Ser conscientes de que puede haber una persona que no reconozca nuestra valor, resulta de mucha utilidad para filtrar lo que decimos que nos interese. Pero que no reconozcan nuestro valor y que aparte está frecuentemente desalentándonos puede parecer el modo más malvado de sabotear nuestras propias vidas.
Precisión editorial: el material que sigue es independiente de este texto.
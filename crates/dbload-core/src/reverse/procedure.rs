//! Procedure metadata into procedures.

use super::walker::{load_per_catalog_and_schema, PerCatalogAndSchemaLoader};
use super::TypeSizeOverrides;
use crate::error::Result;
use crate::filter::{CatalogFilter, FiltersConfig, SchemaFilter};
use crate::metadata::{fields, MetadataRow, MetadataSource, RowStream, WILDCARD};
use crate::model::{DbLoadDataStore, Procedure};
use tracing::debug;

/// Creates a procedure for every included procedure name.
pub struct ProcedureLoader<'a> {
    filters: &'a FiltersConfig,
}

impl<'a> ProcedureLoader<'a> {
    /// Create a loader.
    pub fn new(filters: &'a FiltersConfig) -> Self {
        Self { filters }
    }

    /// Load procedures for every scope with a non-empty procedure filter.
    pub fn load(&mut self, source: &dyn MetadataSource, store: &mut DbLoadDataStore) -> Result<()> {
        let filters = self.filters;
        load_per_catalog_and_schema(self, filters, source, store)
    }
}

impl PerCatalogAndSchemaLoader for ProcedureLoader<'_> {
    fn name(&self) -> &'static str {
        "procedures"
    }

    fn should_load(&self, _catalog: &CatalogFilter, schema: &SchemaFilter) -> bool {
        !schema.procedures.is_empty()
    }

    fn open_rows<'s>(
        &self,
        catalog: Option<&str>,
        schema: Option<&str>,
        source: &'s dyn MetadataSource,
    ) -> Result<Box<dyn RowStream + 's>> {
        source.procedures(catalog, schema, WILDCARD)
    }

    fn process_row(
        &mut self,
        _catalog: &CatalogFilter,
        schema: &SchemaFilter,
        store: &mut DbLoadDataStore,
        row: &MetadataRow,
        _sizes: &TypeSizeOverrides,
    ) -> Result<()> {
        let Some(name) = row.get_string(fields::PROCEDURE_NAME)? else {
            return Ok(());
        };
        if !schema.procedures.included(&name) {
            debug!(procedure = %name, filter = %schema.procedures, "skip procedure");
            return Ok(());
        }

        let procedure = Procedure::new(
            row.get_string(fields::PROCEDURE_CAT)?.as_deref(),
            row.get_string(fields::PROCEDURE_SCHEM)?.as_deref(),
            name,
        );
        if !store.has_procedure(&procedure.full_name()) {
            store.add_procedure(procedure);
        }
        Ok(())
    }
}
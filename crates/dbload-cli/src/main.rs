//! dbload command-line tool
//!
//! Reverse-engineers an SQLite database and prints the loaded model as JSON.

use clap::Parser;
use dbload_core::adapter::adapter_for_product;
use dbload_core::{DbLoadDataStore, DbLoader, LoaderConfig, MetadataSource, SqliteMetadataSource};
use std::path::PathBuf;

/// dbload command-line tool
#[derive(Parser, Debug)]
#[command(name = "dbload")]
#[command(version, about = "Reverse-engineer database metadata into a schema model")]
pub struct Args {
    /// SQLite database file to read
    #[arg(short, long)]
    pub database: PathBuf,

    /// JSON filter configuration
    #[arg(short, long)]
    pub config: Option<PathBuf>,

    /// Pretty-print the JSON output
    #[arg(long)]
    pub pretty: bool,
}

fn main() {
    tracing_subscriber::fmt()
        .with_env_filter(
            tracing_subscriber::EnvFilter::try_from_default_env()
                .unwrap_or_else(|_| "dbload=info,dbload_core=info".into()),
        )
        .with_writer(std::io::stderr)
        .init();

    let args = Args::parse();

    if let Err(e) = run(args) {
        eprintln!("Error: {}", e);
        std::process::exit(1);
    }
}

fn run(args: Args) -> Result<(), Box<dyn std::error::Error>> {
    let config = match &args.config {
        Some(path) => {
            tracing::info!(path = %path.display(), "reading configuration");
            LoaderConfig::from_path(path)?
        }
        None => LoaderConfig::default(),
    };
    let filters = config.compile()?;

    let source = SqliteMetadataSource::open(&args.database)?;
    let product = source.product_name()?;
    let adapter = adapter_for_product(&product);
    tracing::info!(database = %args.database.display(), product = %product, "database opened");

    let mut store = DbLoadDataStore::new();
    DbLoader::new(adapter.as_ref(), &filters)
        .with_table_types(config.table_types())
        .load(&source, &mut store)?;

    let json = if args.pretty {
        serde_json::to_string_pretty(&store)?
    } else {
        serde_json::to_string(&store)?
    };
    println!("{}", json);
    Ok(())
}

#[cfg(test)]
mod tests {
    use super::*;
    use clap::CommandFactory;

    #[test]
    fn test_args() {
        Args::command().debug_assert();

        let args = Args::parse_from(["dbload", "--database", "hr.db", "--pretty"]);
        assert_eq!(args.database, PathBuf::from("hr.db"));
        assert!(args.config.is_none());
        assert!(args.pretty);
    }

    #[test]
    fn test_database_required() {
        assert!(Args::try_parse_from(["dbload"]).is_err());
    }
}
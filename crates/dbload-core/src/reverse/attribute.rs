//! Column metadata into entity attributes.

use super::walker::{load_per_catalog_and_schema, PerCatalogAndSchemaLoader};
use super::TypeSizeOverrides;
use crate::adapter::DbAdapter;
use crate::error::Result;
use crate::filter::{CatalogFilter, FiltersConfig, SchemaFilter};
use crate::metadata::{fields, MetadataRow, MetadataSource, RowStream, WILDCARD};
use crate::model::{Attribute, DbLoadDataStore};
use tracing::debug;

/// Loads the attributes of entities already in the store.
pub struct AttributeLoader<'a> {
    adapter: &'a dyn DbAdapter,
    filters: &'a FiltersConfig,
    /// Whether the current pass's rows carry `IS_AUTOINCREMENT`. Decided on the first row.
    supports_auto_increment: Option<bool>,
}

impl<'a> AttributeLoader<'a> {
    /// Create a loader.
    pub fn new(adapter: &'a dyn DbAdapter, filters: &'a FiltersConfig) -> Self {
        Self {
            adapter,
            filters,
            supports_auto_increment: None,
        }
    }

    /// Load column metadata for every configured scope into `store`.
    ///
    /// Rows for tables without an entity, or for filtered-out columns, are
    /// dropped. A column reported twice keeps the values of the last row.
    pub fn load(&mut self, source: &dyn MetadataSource, store: &mut DbLoadDataStore) -> Result<()> {
        let filters = self.filters;
        load_per_catalog_and_schema(self, filters, source, store)
    }

    fn build_attribute(&self, row: &MetadataRow, column: &str, sizes: &TypeSizeOverrides) -> Result<Attribute> {
        let type_code = row.get_i32(fields::DATA_TYPE)?;

        // precision only means something for decimal types
        let precision = if self.adapter.is_decimal(type_code) {
            row.get_opt_i32(fields::DECIMAL_DIGITS)?.unwrap_or(-1)
        } else {
            -1
        };

        let type_name = row.get_string(fields::TYPE_NAME)?.unwrap_or_default();
        let column_size = row.get_opt_i32(fields::COLUMN_SIZE)?.unwrap_or(-1);
        let mut attr = self.adapter.build_attribute(
            column,
            &type_name,
            type_code,
            sizes.effective_size(&type_name, column_size),
            precision,
            row.get_bool(fields::NULLABLE)?,
        );

        if self.supports_auto_increment == Some(true)
            && row.get_string(fields::IS_AUTOINCREMENT)?.as_deref() == Some("YES")
        {
            attr.generated = true;
        }
        Ok(attr)
    }
}

impl PerCatalogAndSchemaLoader for AttributeLoader<'_> {
    fn name(&self) -> &'static str {
        "attributes"
    }

    fn begin_pass(&mut self) {
        self.supports_auto_increment = None;
    }

    fn open_rows<'s>(
        &self,
        catalog: Option<&str>,
        schema: Option<&str>,
        source: &'s dyn MetadataSource,
    ) -> Result<Box<dyn RowStream + 's>> {
        source.columns(catalog, schema, WILDCARD, WILDCARD)
    }

    fn process_row(
        &mut self,
        catalog: &CatalogFilter,
        schema: &SchemaFilter,
        store: &mut DbLoadDataStore,
        row: &MetadataRow,
        sizes: &TypeSizeOverrides,
    ) -> Result<()> {
        if self.supports_auto_increment.is_none() {
            self.supports_auto_increment = Some(row.has_field(fields::IS_AUTOINCREMENT));
        }

        // Some drivers report a table's columns again under a mangled name;
        // those never match an entity and fall through here.
        let Some(table) = row.get_string(fields::TABLE_NAME)? else {
            return Ok(());
        };
        if !store.has_entity(&table) {
            return Ok(());
        }

        let column = row.get_string(fields::COLUMN_NAME)?;
        let column_filter = schema.tables.include_table_column_filter(&table);
        let column = match (column, column_filter) {
            (Some(column), Some(filter)) if filter.included(&column) => column,
            (column, filter) => {
                debug!(
                    table = %table,
                    column = ?column,
                    catalog = ?catalog.name,
                    schema = ?schema.name,
                    filter = %filter.map_or_else(|| "NONE".to_string(), ToString::to_string),
                    "skip column"
                );
                return Ok(());
            }
        };

        let attribute = self.build_attribute(row, &column, sizes)?;
        if let Some(entity) = store.entity_mut(&table) {
            // replaces a same-named attribute, so the last row wins
            entity.add_attribute(attribute);
        }
        Ok(())
    }
}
Delimitarnos por carecer de reconocimiento y confianza en uno mismo, nos obligará a estar en un lugar muy inferior y si logramos a estar donde deseábamos, obtendremos una sensación de que no lo merecemos, que no hemos realizado lo suficiente, que ese puesto le corresponde a otra persona, o que fácilmente no ha sido por mérito propio, sino más por algún factor externo fuera de nuestro propio alcance, donde incluso la suerte tiene cabida.
Todos poseemos habilidades totalmente increíbles, para nada necesitamos de la aprobación de las demás personas. Así que no nos debe importar plantarnos en nuestras posiciones, si en ella sentimos mucha felicidad, debemos ignorar por completo los juicios y criticas de los otros.